▶ _Task requirements_
Repeat exactly, and only, the lines of the entries below from the one with "pub fn contains(&self, value: &ParamValue)" through the one with "if span <= points", both ends included.

Collected data:
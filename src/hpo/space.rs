//! Search space and parameter value types.

use std::collections::BTreeMap;

use rand::RngExt;
use rand_chacha::ChaCha8Rng;
use serde::{Deserialize, Serialize};

use crate::error::TrainingError;

/// A concrete hyperparameter value.
#[derive(Debug, Clone, PartialEq, Serialize, Deserialize)]
#[serde(untagged)]
pub enum ParamValue {
    Int(i64),
    Float(f64),
    Str(String),
    Bool(bool),
}

impl ParamValue {
    /// Numeric view of the value, if it has one.
    pub fn as_f64(&self) -> Option<f64> {
        match self {
            ParamValue::Int(v) => Some(*v as f64),
            ParamValue::Float(v) => Some(*v),
            _ => None,
        }
    }

    pub fn as_i64(&self) -> Option<i64> {
        match self {
            ParamValue::Int(v) => Some(*v),
            ParamValue::Float(v) if v.fract() == 0.0 => Some(*v as i64),
            _ => None,
        }
    }
}

impl std::fmt::Display for ParamValue {
    fn fmt(&self, f: &mut std::fmt::Formatter<'_>) -> std::fmt::Result {
        match self {
            ParamValue::Int(v) => write!(f, "{}", v),
            ParamValue::Float(v) => write!(f, "{}", v),
            ParamValue::Str(v) => f.write_str(v),
            ParamValue::Bool(v) => write!(f, "{}", v),
        }
    }
}

/// A named set of hyperparameter values. Ordered for stable serialization.
pub type Params = BTreeMap<String, ParamValue>;

/// Domain of one hyperparameter.
#[derive(Debug, Clone, PartialEq, Serialize, Deserialize)]
#[serde(tag = "type", rename_all = "snake_case")]
pub enum ParamDomain {
    /// Real interval `[low, high]`, optionally sampled in log space.
    Float {
        low: f64,
        high: f64,
        #[serde(default)]
        log: bool,
    },
    /// Integer interval `[low, high]`, inclusive.
    Int { low: i64, high: i64 },
    /// One of a fixed list of choices.
    Categorical { choices: Vec<ParamValue> },
}

impl ParamDomain {
    fn validate(&self, name: &str) -> Result<(), TrainingError> {
        match self {
            ParamDomain::Float { low, high, log } => {
                if !low.is_finite() || !high.is_finite() || low >= high {
                    return Err(TrainingError::Validation(format!(
                        "parameter '{}': invalid bounds [{}, {}]",
                        name, low, high
                    )));
                }
                if *log && *low <= 0.0 {
                    return Err(TrainingError::Validation(format!(
                        "parameter '{}': log scale requires low > 0",
                        name
                    )));
                }
            }
            ParamDomain::Int { low, high } => {
                if low > high {
                    return Err(TrainingError::Validation(format!(
                        "parameter '{}': invalid bounds [{}, {}]",
                        name, low, high
                    )));
                }
            }
            ParamDomain::Categorical { choices } => {
                if choices.is_empty() {
                    return Err(TrainingError::Validation(format!(
                        "parameter '{}': categorical choices cannot be empty",
                        name
                    )));
                }
            }
        }
        Ok(())
    }

    /// Draws a value uniformly (log-uniformly for log-scale floats).
    pub fn sample_uniform(&self, rng: &mut ChaCha8Rng) -> ParamValue {
        match self {
            ParamDomain::Float { low, high, log } => {
                if *log {
                    let v = rng.random_range(low.ln()..=high.ln()).exp();
                    ParamValue::Float(v.clamp(*low, *high))
                } else {
                    ParamValue::Float(rng.random_range(*low..=*high))
                }
            }
            ParamDomain::Int { low, high } => ParamValue::Int(rng.random_range(*low..=*high)),
            ParamDomain::Categorical { choices } => {
                let idx = rng.random_range(0..choices.len());
                choices[idx].clone()
            }
        }
    }

    /// Returns whether `value` lies inside this domain.
    pub fn contains(&self, value: &ParamValue) -> bool {
        match self {
            ParamDomain::Float { low, high, .. } => value
                .as_f64()
                .map(|v| v >= *low && v <= *high)
                .unwrap_or(false),
            ParamDomain::Int { low, high } => value
                .as_i64()
                .map(|v| v >= *low && v <= *high)
                .unwrap_or(false),
            ParamDomain::Categorical { choices } => choices.contains(value),
        }
    }

    /// Evenly spaced grid values. Floats use `points` values (at least 2),
    /// integers enumerate every value when the range is no larger than
    /// `points`.
    pub fn grid_values(&self, points: usize) -> Vec<ParamValue> {
        let points = points.max(2);
        match self {
            ParamDomain::Float { low, high, log } => {
                let (lo, hi) = if *log {
                    (low.ln(), high.ln())
                } else {
                    (*low, *high)
                };
                (0..points)
                    .map(|i| {
                        let t = lo + (hi - lo) * i as f64 / (points - 1) as f64;
                        ParamValue::Float(if *log { t.exp() } else { t })
                    })
                    .collect()
            }
            ParamDomain::Int { low, high } => {
                let span = (high - low) as usize + 1;
                if span <= points {
                    (*low..=*high).map(ParamValue::Int).collect()
                } else {
                    let mut values: Vec<ParamValue> = (0..points)
                        .map(|i| {
                            let v = *low as f64
                                + (*high - *low) as f64 * i as f64 / (points - 1) as f64;
                            ParamValue::Int(v.round() as i64)
                        })
                        .collect();
                    values.dedup();
                    values
                }
            }
            ParamDomain::Categorical { choices } => choices.clone(),
        }
    }
}

/// Mapping from parameter name to its domain.
#[derive(Debug, Clone, Default, PartialEq, Serialize, Deserialize)]
#[serde(transparent)]
pub struct SearchSpace {
    params: BTreeMap<String, ParamDomain>,
}

impl SearchSpace {
    pub fn new() -> Self {
        Self::default()
    }

    /// Adds a parameter (builder style).
    pub fn with_param(mut self, name: impl Into<String>, domain: ParamDomain) -> Self {
        self.params.insert(name.into(), domain);
        self
    }

    pub fn get(&self, name: &str) -> Option<&ParamDomain> {
        self.params.get(name)
    }

    /// Parameters in name order.
    pub fn iter(&self) -> impl Iterator<Item = (&String, &ParamDomain)> {
        self.params.iter()
    }

    pub fn len(&self) -> usize {
        self.params.len()
    }

    pub fn is_empty(&self) -> bool {
        self.params.is_empty()
    }

    pub fn validate(&self) -> Result<(), TrainingError> {
        if self.params.is_empty() {
            return Err(TrainingError::Validation(
                "search space cannot be empty".to_string(),
            ));
        }
        for (name, domain) in &self.params {
            domain.validate(name)?;
        }
        Ok(())
    }

    /// Draws one full configuration uniformly at random.
    pub fn sample_uniform(&self, rng: &mut ChaCha8Rng) -> Params {
        self.params
            .iter()
            .map(|(name, domain)| (name.clone(), domain.sample_uniform(rng)))
            .collect()
    }

    /// Returns whether every parameter of the space is present and in range.
    pub fn contains(&self, params: &Params) -> bool {
        self.params.iter().all(|(name, domain)| {
            params
                .get(name)
                .map(|value| domain.contains(value))
                .unwrap_or(false)
        })
    }

    /// Full cartesian product of per-parameter grids, in a fixed order.
    pub fn grid(&self, points: usize) -> Vec<Params> {
        let mut configs = vec![Params::new()];
        for (name, domain) in &self.params {
            let values = domain.grid_values(points);
            let mut next = Vec::with_capacity(configs.len() * values.len());
            for config in &configs {
                for value in &values {
                    let mut extended = config.clone();
                    extended.insert(name.clone(), value.clone());
                    next.push(extended);
                }
            }
            configs = next;
        }
        configs
    }
}

#[cfg(test)]
mod tests {
    use super::*;
    use rand::SeedableRng;
    use serde_json::json;

    fn space() -> SearchSpace {
        SearchSpace::new()
            .with_param(
                "learning_rate",
                ParamDomain::Float {
                    low: 1e-4,
                    high: 1e-1,
                    log: true,
                },
            )
            .with_param("epochs", ParamDomain::Int { low: 5, high: 8 })
            .with_param(
                "solver",
                ParamDomain::Categorical {
                    choices: vec![ParamValue::Str("gd".into()), ParamValue::Str("sgd".into())],
                },
            )
    }

    #[test]
    fn test_deserialize_space() {
        let space: SearchSpace = serde_json::from_value(json!({
            "learning_rate": {"type": "float", "low": 0.001, "high": 0.1, "log": true},
            "epochs": {"type": "int", "low": 5, "high": 30},
            "solver": {"type": "categorical", "choices": ["gd", "sgd"]}
        }))
        .unwrap();
        assert_eq!(space.len(), 3);
        assert!(space.validate().is_ok());
        assert!(matches!(space.get("epochs"), Some(ParamDomain::Int { low: 5, high: 30 })));
    }

    #[test]
    fn test_param_value_untagged() {
        let v: ParamValue = serde_json::from_value(json!(20)).unwrap();
        assert_eq!(v, ParamValue::Int(20));
        let v: ParamValue = serde_json::from_value(json!(0.05)).unwrap();
        assert_eq!(v, ParamValue::Float(0.05));
        let v: ParamValue = serde_json::from_value(json!("gd")).unwrap();
        assert_eq!(v, ParamValue::Str("gd".into()));
    }

    #[test]
    fn test_validation_errors() {
        let bad = SearchSpace::new().with_param(
            "lr",
            ParamDomain::Float {
                low: 0.0,
                high: 1.0,
                log: true,
            },
        );
        assert!(bad.validate().unwrap_err().to_string().contains("log scale"));

        let bad = SearchSpace::new().with_param("n", ParamDomain::Int { low: 5, high: 1 });
        assert!(bad.validate().is_err());

        let bad = SearchSpace::new().with_param("c", ParamDomain::Categorical { choices: vec![] });
        assert!(bad.validate().is_err());

        assert!(SearchSpace::new().validate().is_err());
    }

    #[test]
    fn test_uniform_samples_stay_in_domain() {
        let space = space();
        let mut rng = ChaCha8Rng::seed_from_u64(7);
        for _ in 0..200 {
            let params = space.sample_uniform(&mut rng);
            assert!(space.contains(&params), "{:?}", params);
        }
    }

    #[test]
    fn test_grid_is_cartesian_product() {
        let space = space();
        let grid = space.grid(3);
        // 3 learning rates x 3 epoch values (5..=8 is wider than 3) x 2 solvers
        assert_eq!(grid.len(), 3 * 3 * 2);
        assert!(grid.iter().all(|p| space.contains(p)));

        let again = space.grid(3);
        assert_eq!(grid, again);
    }

    #[test]
    fn test_grid_small_int_range_is_exhaustive() {
        let domain = ParamDomain::Int { low: 1, high: 3 };
        assert_eq!(
            domain.grid_values(5),
            vec![ParamValue::Int(1), ParamValue::Int(2), ParamValue::Int(3)]
        );
    }

    #[test]
    fn test_log_grid_endpoints() {
        let domain = ParamDomain::Float {
            low: 0.001,
            high: 0.1,
            log: true,
        };
        let values = domain.grid_values(3);
        let mid = values[1].as_f64().unwrap();
        assert!((mid - 0.01).abs() < 1e-9);
    }
}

▶ _Written answer_
    pub fn contains(&self, value: &ParamValue) -> bool {
        match self {
            ParamDomain::Float { low, high, .. } => value
                .as_f64()
                .map(|v| v >= *low && v <= *high)
                .unwrap_or(false),
            ParamDomain::Int { low, high } => value
                .as_i64()
                .map(|v| v >= *low && v <= *high)
                .unwrap_or(false),
            ParamDomain::Categorical { choices } => choices.contains(value),
        }
    }

    /// Evenly spaced grid values. Floats use `points` values (at least 2),
    /// integers enumerate every value when the range is no larger than
    /// `points`.
    pub fn grid_values(&self, points: usize) -> Vec<ParamValue> {
        let points = points.max(2);
        match self {
            ParamDomain::Float { low, high, log } => {
                let (lo, hi) = if *log {
                    (low.ln(), high.ln())
                } else {
                    (*low, *high)
                };
                (0..points)
                    .map(|i| {
                        let t = lo + (hi - lo) * i as f64 / (points - 1) as f64;
                        ParamValue::Float(if *log { t.exp() } else { t })
                    })
                    .collect()
            }
            ParamDomain::Int { low, high } => {
                let span = (high - low) as usize + 1;
                if span <= points {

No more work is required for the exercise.